Exercise goal:
Every line of the material is to be duplicated precisely.

====================

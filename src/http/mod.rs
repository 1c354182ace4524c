//! The axum HTTP surface: routes, auth middleware and error rendering.

mod auth;
mod cart;
pub mod error;
pub mod middleware;
mod orders;
mod products;

#[cfg(test)]
mod tests;

use axum::middleware::from_fn_with_state;
use axum::routing::{get, patch, post};
use axum::{Json, Router};
use serde_json::{json, Value};
use tower_http::trace::TraceLayer;

use crate::auth::AccountService;
use crate::clients::{CartClient, OrderClient, ProductClient};
use crate::domain::Role;
use middleware::{require_auth, require_role};

pub use error::ApiError;
pub use middleware::AuthUser;

/// Everything a handler can reach. Cloned per request.
#[derive(Clone)]
pub struct AppState {
    pub products: ProductClient,
    pub orders: OrderClient,
    pub cart: CartClient,
    pub accounts: AccountService,
}

pub fn build_router(state: AppState) -> Router {
    let public = Router::new()
        .route("/health", get(health))
        .route("/products", get(products::list_products))
        .route("/products/{id}", get(products::get_product))
        .route("/auth/register", post(auth::register))
        .route("/auth/login", post(auth::login))
        .route("/auth/forgot-password", post(auth::forgot_password))
        .route("/auth/reset-password", post(auth::reset_password));

    let customer = Router::new()
        .route("/orders", post(orders::place_order).get(orders::list_my_orders))
        .route("/orders/{id}", get(orders::get_my_order))
        .route(
            "/cart",
            get(cart::list_cart).post(cart::add_to_cart).delete(cart::clear_cart),
        )
        .route(
            "/cart/{product_id}",
            patch(cart::update_cart_item).delete(cart::remove_cart_item),
        )
        .route_layer(from_fn_with_state(state.clone(), require_auth));

    // Layers run outermost first: authenticate, then check the role.
    let admin = Router::new()
        .route("/products", post(products::create_product))
        .route("/products/{id}", patch(products::update_product))
        .route("/orders/admin", get(orders::list_all_orders))
        .route("/orders/{id}/status", patch(orders::update_order_status))
        .route_layer(from_fn_with_state(Role::Admin, require_role))
        .route_layer(from_fn_with_state(state.clone(), require_auth));

    Router::new()
        .merge(public)
        .merge(customer)
        .merge(admin)
        .layer(TraceLayer::new_for_http())
        .with_state(state)
}

async fn health() -> Json<Value> {
    Json(json!({ "status": "ok" }))
}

====================

Answer for this exercise:
filename src/http/mod.rs
repository 1c354182ace4524c
//! The axum HTTP surface: routes, auth middleware and error rendering.

mod auth;
mod cart;
pub mod error;
pub mod middleware;
mod orders;
mod products;

#[cfg(test)]
mod tests;

use axum::middleware::from_fn_with_state;
use axum::routing::{get, patch, post};
use axum::{Json, Router};
use serde_json::{json, Value};
use tower_http::trace::TraceLayer;

use crate::auth::AccountService;
use crate::clients::{CartClient, OrderClient, ProductClient};
use crate::domain::Role;
use middleware::{require_auth, require_role};

pub use error::ApiError;
pub use middleware::AuthUser;

/// Everything a handler can reach. Cloned per request.
#[derive(Clone)]
pub struct AppState {
    pub products: ProductClient,
    pub orders: OrderClient,
    pub cart: CartClient,
    pub accounts: AccountService,
}

pub fn build_router(state: AppState) -> Router {
    let public = Router::new()
        .route("/health", get(health))
        .route("/products", get(products::list_products))
        .route("/products/{id}", get(products::get_product))
        .route("/auth/register", post(auth::register))
        .route("/auth/login", post(auth::login))
        .route("/auth/forgot-password", post(auth::forgot_password))
        .route("/auth/reset-password", post(auth::reset_password));

    let customer = Router::new()
        .route("/orders", post(orders::place_order).get(orders::list_my_orders))
        .route("/orders/{id}", get(orders::get_my_order))
        .route(
            "/cart",
            get(cart::list_cart).post(cart::add_to_cart).delete(cart::clear_cart),
        )
        .route(
            "/cart/{product_id}",
            patch(cart::update_cart_item).delete(cart::remove_cart_item),
        )
        .route_layer(from_fn_with_state(state.clone(), require_auth));

    // Layers run outermost first: authenticate, then check the role.
    let admin = Router::new()
        .route("/products", post(products::create_product))
        .route("/products/{id}", patch(products::update_product))
        .route("/orders/admin", get(orders::list_all_orders))
        .route("/orders/{id}/status", patch(orders::update_order_status))
        .route_layer(from_fn_with_state(Role::Admin, require_role))
        .route_layer(from_fn_with_state(state.clone(), require_auth));

    Router::new()
        .merge(public)
        .merge(customer)
        .merge(admin)
        .layer(TraceLayer::new_for_http())
        .with_state(state)
}

async fn health() -> Json<Value> {
    Json(json!({ "status": "ok" }))
}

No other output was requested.